A council whose children’s services will be transferred to an independent trust next year has improved its provision for care leavers, Ofsted has found.
In its latest monitoring visit to Bradford council, the inspectorate found that a bigger and more stable workforce of “committed and caring” social workers and personal advisers (PAs) were delivering more consistent practice under the oversight and leadership of “capable” senior managers.
At its 2018 inspection, in which it graded Bradford as inadequate overall though requires improvement for children in care and care leavers, Ofsted found that support for care leavers was inconsistent. Some councils lacked access to key documents to support them in adulthood, such as passports, pathway plans were not user-friendly and the voice of the young person was “minimal” in case records.
However, at the monitoring visit in July, inspectors found that the “voice of the young person is significantly stronger, and this is ensuring young people’s views and goals are incorporated into planning”.
Their views were central to pathway plans – which were now “sensitively written in easily understandable language” – and this meant that interventions were based on young people’s expressed wishes, goals and aspirations.
Practitioners considered young people’s faith and cultural needs well, and provision for young asylum seekers had improved through an approach that saw them as children first and migrants second. Most care leavers had access to the documents they needed to move into adulthood.
While care leavers had experienced churn in the social workers or PAs supporting them – forcing them to retell their story – most were now benefiting from a stable workforce of practitioners who visited them regularly and ensured they felt supported and cared for.
This was enabled by manageable caseloads for social workers in leaving care teams. Though PAs’ caseloads were higher and their ability to spend time with individual care leavers was restricted by their responsibilities in organising group work, the council was recruiting more staff to cut vacancies and reduce workloads.
Social workers and PAs had benefited from a “thorough learning and development programme” that was helping to embed new practice standards and make the quality of practice consistent, inspectors found, while they also said management oversight had become more robust.
A key area for improvement was the lack of access to adult social care for young people with complex needs, such as learning disabilities, due to being deemed ineligible, and long waits and delays for care leavers in receiving mental health support.
“As a result, not all care leavers have their complex needs assessed appropriately, or have the right specialist intervention in place to keep them well as they enter adulthood,” said Ofsted.
Bradford DCS: ‘we cannot be complacent’
Inspectors also found supervision records were of variable quality, with some sessions overly focused on compliance overly focused on compliance as opposed to reflection.
Following the report’s publication last week, Marium Haque, strategic director of children’s services, said: “This is a really positive outcome. We have been working extremely hard to drive improvements in the services we deliver to children. We’re pleased that Ofsted have seen that we have committed and capable managers in place and that we have excellent staff who are able to deliver improved services for our district’s young care leavers.

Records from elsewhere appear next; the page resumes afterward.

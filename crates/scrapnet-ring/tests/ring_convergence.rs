//! Multi-node ring tests.
//!
//! Every node binds its own 127.0.0.0/8 address so several members share
//! one process; maintenance intervals are shortened so convergence happens
//! in test time.

use std::sync::Arc;
use std::time::Duration;

use scrapnet_ring::node::RingWorkers;
use scrapnet_ring::{RingConfig, RingNode};

fn test_config(port: u16) -> RingConfig {
    RingConfig::builder()
        .rpc_port(port)
        .rpc_timeout(Duration::from_millis(300))
        .maintenance_intervals(
            Duration::from_millis(200),
            Duration::from_millis(100),
            Duration::from_millis(150),
        )
        .build()
        .unwrap()
}

async fn start_node(ip: &str, port: u16) -> (Arc<RingNode>, RingWorkers) {
    let node = Arc::new(RingNode::new(ip, test_config(port)).unwrap());
    let workers = node.start().await.unwrap();
    (node, workers)
}

async fn settle() {
    // A few stabilization rounds at the shortened intervals.
    tokio::time::sleep(Duration::from_millis(1500)).await;
}

#[tokio::test]
async fn two_node_join_wires_all_pointers() {
    let (a, wa) = start_node("127.0.21.1", 42101).await;
    a.join(None).await.unwrap();

    let (b, wb) = start_node("127.0.21.2", 42101).await;
    b.join(Some(a.ip())).await.unwrap();

    settle().await;

    assert_eq!(a.successor().await, *b.local());
    assert_eq!(a.predecessor().await, Some(b.local().clone()));
    assert_eq!(b.successor().await, *a.local());
    assert_eq!(b.predecessor().await, Some(a.local().clone()));

    // In a two-ring each node's second predecessor is itself.
    assert_eq!(a.second_predecessor().await, Some(a.local().clone()));
    assert_eq!(b.second_predecessor().await, Some(b.local().clone()));

    a.stop();
    b.stop();
    wa.shutdown();
    wb.shutdown();
}

#[tokio::test]
async fn three_node_ring_converges_and_routes() {
    let ips = ["127.0.22.1", "127.0.22.2", "127.0.22.3"];
    let mut nodes = Vec::new();
    let mut workers = Vec::new();

    for (i, ip) in ips.iter().enumerate() {
        let (node, w) = start_node(ip, 42111).await;
        let contact = if i == 0 { None } else { Some(ips[0]) };
        node.join(contact).await.unwrap();
        workers.push(w);
        nodes.push(node);
        settle().await;
    }

    // Successor pointers form a single cycle over all three members.
    let mut seen = vec![nodes[0].local().clone()];
    let mut current = nodes[0].successor().await;
    while current != *nodes[0].local() {
        assert!(seen.len() <= nodes.len(), "successor cycle does not close");
        seen.push(current.clone());
        let holder = nodes.iter().find(|n| *n.local() == current).unwrap();
        current = holder.successor().await;
    }
    assert_eq!(seen.len(), nodes.len());

    // v.succ.pred == v for every member.
    for node in &nodes {
        let succ = node.successor().await;
        let holder = nodes.iter().find(|n| *n.local() == succ).unwrap();
        assert_eq!(holder.predecessor().await, Some(node.local().clone()));
    }

    // find_succ agrees with the brute-force owner rule at every node.
    let mut ids: Vec<u64> = nodes.iter().map(|n| n.id()).collect();
    ids.sort_unstable();
    let oracle = |key: u64| -> u64 {
        *ids.iter().find(|&&id| id >= key).unwrap_or(&ids[0])
    };

    let mut sample_keys = vec![0, 1, u64::from(u32::MAX)];
    for &id in &ids {
        sample_keys.push(id);
        sample_keys.push(id.wrapping_add(1) % (1 << 32));
    }

    for key in sample_keys {
        let expected = oracle(key);
        for node in &nodes {
            assert_eq!(
                node.find_succ(key).await.id,
                expected,
                "wrong owner for key {key} asked at {}",
                node.local()
            );
        }
    }

    // find_pred returns the node whose successor owns the key.
    for &id in &ids {
        let owner = oracle(id);
        let asked = nodes[0].find_pred(id).await;
        let holder = nodes.iter().find(|n| *n.local() == asked).unwrap();
        assert_eq!(holder.successor().await.id, owner);
    }

    for node in &nodes {
        node.stop();
    }
    for w in workers {
        w.shutdown();
    }
}

#[tokio::test]
async fn predecessor_failure_promotes_pred2() {
    let ips = ["127.0.23.1", "127.0.23.2", "127.0.23.3"];
    let mut nodes = Vec::new();
    let mut workers = Vec::new();

    for (i, ip) in ips.iter().enumerate() {
        let (node, w) = start_node(ip, 42121).await;
        let contact = if i == 0 { None } else { Some(ips[0]) };
        node.join(contact).await.unwrap();
        workers.push(w);
        nodes.push(node);
        settle().await;
    }

    // Pick any member X, kill its predecessor P; R is the survivor.
    let x = Arc::clone(&nodes[0]);
    let p_ref = x.predecessor().await.expect("converged ring has a pred");
    let p_idx = nodes.iter().position(|n| *n.local() == p_ref).unwrap();
    let r_idx = (0..3).find(|&i| i != 0 && i != p_idx).unwrap();
    let r = Arc::clone(&nodes[r_idx]);

    let former_pred2 = x.second_predecessor().await.unwrap();
    assert_eq!(former_pred2, *r.local());

    nodes[p_idx].stop();
    workers.remove(p_idx).shutdown();

    // Within a couple of check-predecessor ticks the ring closes over P.
    tokio::time::sleep(Duration::from_millis(2000)).await;

    assert_eq!(x.predecessor().await, Some(r.local().clone()));
    assert_eq!(r.successor().await, *x.local());
    assert_eq!(x.successor().await, *r.local());
    assert_eq!(r.predecessor().await, Some(x.local().clone()));

    x.stop();
    r.stop();
    for w in workers {
        w.shutdown();
    }
}

#[tokio::test]
async fn survivor_of_two_ring_collapses_to_solo() {
    let (a, wa) = start_node("127.0.24.1", 42131).await;
    a.join(None).await.unwrap();

    let (b, wb) = start_node("127.0.24.2", 42131).await;
    b.join(Some(a.ip())).await.unwrap();

    settle().await;
    assert_eq!(a.successor().await, *b.local());

    b.stop();
    wb.shutdown();

    tokio::time::sleep(Duration::from_millis(1000)).await;

    assert_eq!(a.successor().await, *a.local());
    assert_eq!(a.predecessor().await, None);
    assert_eq!(a.second_predecessor().await, None);

    // A lone survivor still answers lookups for the whole space.
    assert!(a.owns(12345).await);

    a.stop();
    wa.shutdown();
}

“While this report is very encouraging, we cannot be complacent. We know there is more to do and we know we need to see improvement across all our services. But the outcome of this visit is recognition for the hard work and commitment of staff who deliver these services.”
The report comes with the council having agreed with the Department for Education to transfer its children’s services to an independent trust next year, in the light of longstanding performance issues that a DfE adviser found it lacked the capacity and capability to rectify.